━━━━━ Task material ━━━━━

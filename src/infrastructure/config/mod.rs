//! Configuration loading and validation.
//!
//! Grounded in `infrastructure/config/loader.rs`'s `Figment`-layered merge
//! (defaults → file → file → env) followed by a separate, non-figment
//! `validate()` pass returning a closed error enum. Swapped from YAML to
//! TOML and from the `ABATHUR_` env prefix to `RAVEN_` per this project's
//! external-interface requirements.

use std::path::PathBuf;

use figment::providers::{Env, Format, Serialized, Toml};
use figment::Figment;
use serde::{Deserialize, Serialize};

use crate::domain::error::ConfigError;

#[derive(Debug, Clone, Serialize, Deserialize, PartialEq)]
#[serde(rename_all = "lowercase")]
pub enum LogFormat {
    Json,
    Pretty,
}

#[derive(Debug, Clone, Serialize, Deserialize)]
pub struct RavenConfig {
    /// Bounded concurrency for the scatter stage (one worker per epic, up
    /// to this many running at once).
    pub max_concurrency: usize,
    pub max_retries: u32,
    pub initial_backoff_ms: u64,
    pub max_backoff_ms: u64,

    pub rate_limit_default_wait_secs: u64,
    pub rate_limit_jitter: f64,
    pub rate_limit_max_waits: u32,

    pub loop_max_iterations: u32,
    pub loop_sleep_between_secs: u64,

    pub agent_binary_path: String,

    pub log_level: String,
    pub log_format: LogFormat,
    pub log_dir: Option<PathBuf>,
}

impl Default for RavenConfig {
    fn default() -> Self {
        Self {
            max_concurrency: 3,
            max_retries: 3,
            initial_backoff_ms: 1_000,
            max_backoff_ms: 60_000,
            rate_limit_default_wait_secs: 60,
            rate_limit_jitter: 0.1,
            rate_limit_max_waits: 5,
            loop_max_iterations: 50,
            loop_sleep_between_secs: 5,
            agent_binary_path: "claude".to_string(),
            log_level: "info".to_string(),
            log_format: LogFormat::Pretty,
            log_dir: None,
        }
    }
}

pub struct ConfigLoader;

impl ConfigLoader {
    /// Load config by layering, in order: built-in defaults, project
    /// config file, a local override file, then `RAVEN_`-prefixed env vars
    /// (double-underscore separated for nesting).
    pub fn load() -> Result<RavenConfig, ConfigError> {
        let config: RavenConfig = Figment::new()
            .merge(Serialized::defaults(RavenConfig::default()))
            .merge(Toml::file(".raven/config.toml"))
            .merge(Toml::file(".raven/local.toml"))
            .merge(Env::prefixed("RAVEN_").split("__"))
            .extract()
            .map_err(|e| ConfigError::ValidationFailed(e.to_string()))?;

        Self::validate(&config)?;
        Ok(config)
    }

    pub fn load_from_file(path: &std::path::Path) -> Result<RavenConfig, ConfigError> {
        let config: RavenConfig = Figment::new()
            .merge(Serialized::defaults(RavenConfig::default()))
            .merge(Toml::file(path))
            .extract()
            .map_err(|e| ConfigError::ValidationFailed(e.to_string()))?;
        Self::validate(&config)?;
        Ok(config)
    }

    fn validate(config: &RavenConfig) -> Result<(), ConfigError> {
        if config.max_concurrency < 1 {
            return Err(ConfigError::InvalidMaxConcurrency(config.max_concurrency));
        }
        if config.max_retries == 0 {
            return Err(ConfigError::InvalidMaxRetries(config.max_retries));
        }
        if config.initial_backoff_ms >= config.max_backoff_ms {
            return Err(ConfigError::InvalidBackoff(config.initial_backoff_ms, config.max_backoff_ms));
        }
        if !["trace", "debug", "info", "warn", "error"].contains(&config.log_level.as_str()) {
            return Err(ConfigError::InvalidLogLevel(config.log_level.clone()));
        }
        Ok(())
    }
}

━━━━━

§ **Exercise details**
Only an exact copy of all the data will do as the answer.

§ **Output of the exercise**
filename src/infrastructure/config/mod.rs
//! Configuration loading and validation.
//!
//! Grounded in `infrastructure/config/loader.rs`'s `Figment`-layered merge
//! (defaults → file → file → env) followed by a separate, non-figment
//! `validate()` pass returning a closed error enum. Swapped from YAML to
//! TOML and from the `ABATHUR_` env prefix to `RAVEN_` per this project's
//! external-interface requirements.

use std::path::PathBuf;

use figment::providers::{Env, Format, Serialized, Toml};
use figment::Figment;
use serde::{Deserialize, Serialize};

use crate::domain::error::ConfigError;

#[derive(Debug, Clone, Serialize, Deserialize, PartialEq)]
#[serde(rename_all = "lowercase")]
pub enum LogFormat {
    Json,
    Pretty,
}

#[derive(Debug, Clone, Serialize, Deserialize)]
pub struct RavenConfig {
    /// Bounded concurrency for the scatter stage (one worker per epic, up
    /// to this many running at once).
    pub max_concurrency: usize,
    pub max_retries: u32,
    pub initial_backoff_ms: u64,
    pub max_backoff_ms: u64,

    pub rate_limit_default_wait_secs: u64,
    pub rate_limit_jitter: f64,
    pub rate_limit_max_waits: u32,

    pub loop_max_iterations: u32,
    pub loop_sleep_between_secs: u64,

    pub agent_binary_path: String,

    pub log_level: String,
    pub log_format: LogFormat,
    pub log_dir: Option<PathBuf>,
}

impl Default for RavenConfig {
    fn default() -> Self {
        Self {
            max_concurrency: 3,
            max_retries: 3,
            initial_backoff_ms: 1_000,
            max_backoff_ms: 60_000,
            rate_limit_default_wait_secs: 60,
            rate_limit_jitter: 0.1,
            rate_limit_max_waits: 5,
            loop_max_iterations: 50,
            loop_sleep_between_secs: 5,
            agent_binary_path: "claude".to_string(),
            log_level: "info".to_string(),
            log_format: LogFormat::Pretty,
            log_dir: None,
        }
    }
}

pub struct ConfigLoader;

impl ConfigLoader {
    /// Load config by layering, in order: built-in defaults, project
    /// config file, a local override file, then `RAVEN_`-prefixed env vars
    /// (double-underscore separated for nesting).
    pub fn load() -> Result<RavenConfig, ConfigError> {
        let config: RavenConfig = Figment::new()
            .merge(Serialized::defaults(RavenConfig::default()))
            .merge(Toml::file(".raven/config.toml"))
            .merge(Toml::file(".raven/local.toml"))
            .merge(Env::prefixed("RAVEN_").split("__"))
            .extract()
            .map_err(|e| ConfigError::ValidationFailed(e.to_string()))?;

        Self::validate(&config)?;
        Ok(config)
    }

    pub fn load_from_file(path: &std::path::Path) -> Result<RavenConfig, ConfigError> {
        let config: RavenConfig = Figment::new()
            .merge(Serialized::defaults(RavenConfig::default()))
            .merge(Toml::file(path))
            .extract()
            .map_err(|e| ConfigError::ValidationFailed(e.to_string()))?;
        Self::validate(&config)?;
        Ok(config)
    }

    fn validate(config: &RavenConfig) -> Result<(), ConfigError> {
        if config.max_concurrency < 1 {
            return Err(ConfigError::InvalidMaxConcurrency(config.max_concurrency));
        }
        if config.max_retries == 0 {
            return Err(ConfigError::InvalidMaxRetries(config.max_retries));
        }
        if config.initial_backoff_ms >= config.max_backoff_ms {
            return Err(ConfigError::InvalidBackoff(config.initial_backoff_ms, config.max_backoff_ms));
        }
        if !["trace", "debug", "info", "warn", "error"].contains(&config.log_level.as_str()) {
            return Err(ConfigError::InvalidLogLevel(config.log_level.clone()));
        }
        Ok(())
    }
}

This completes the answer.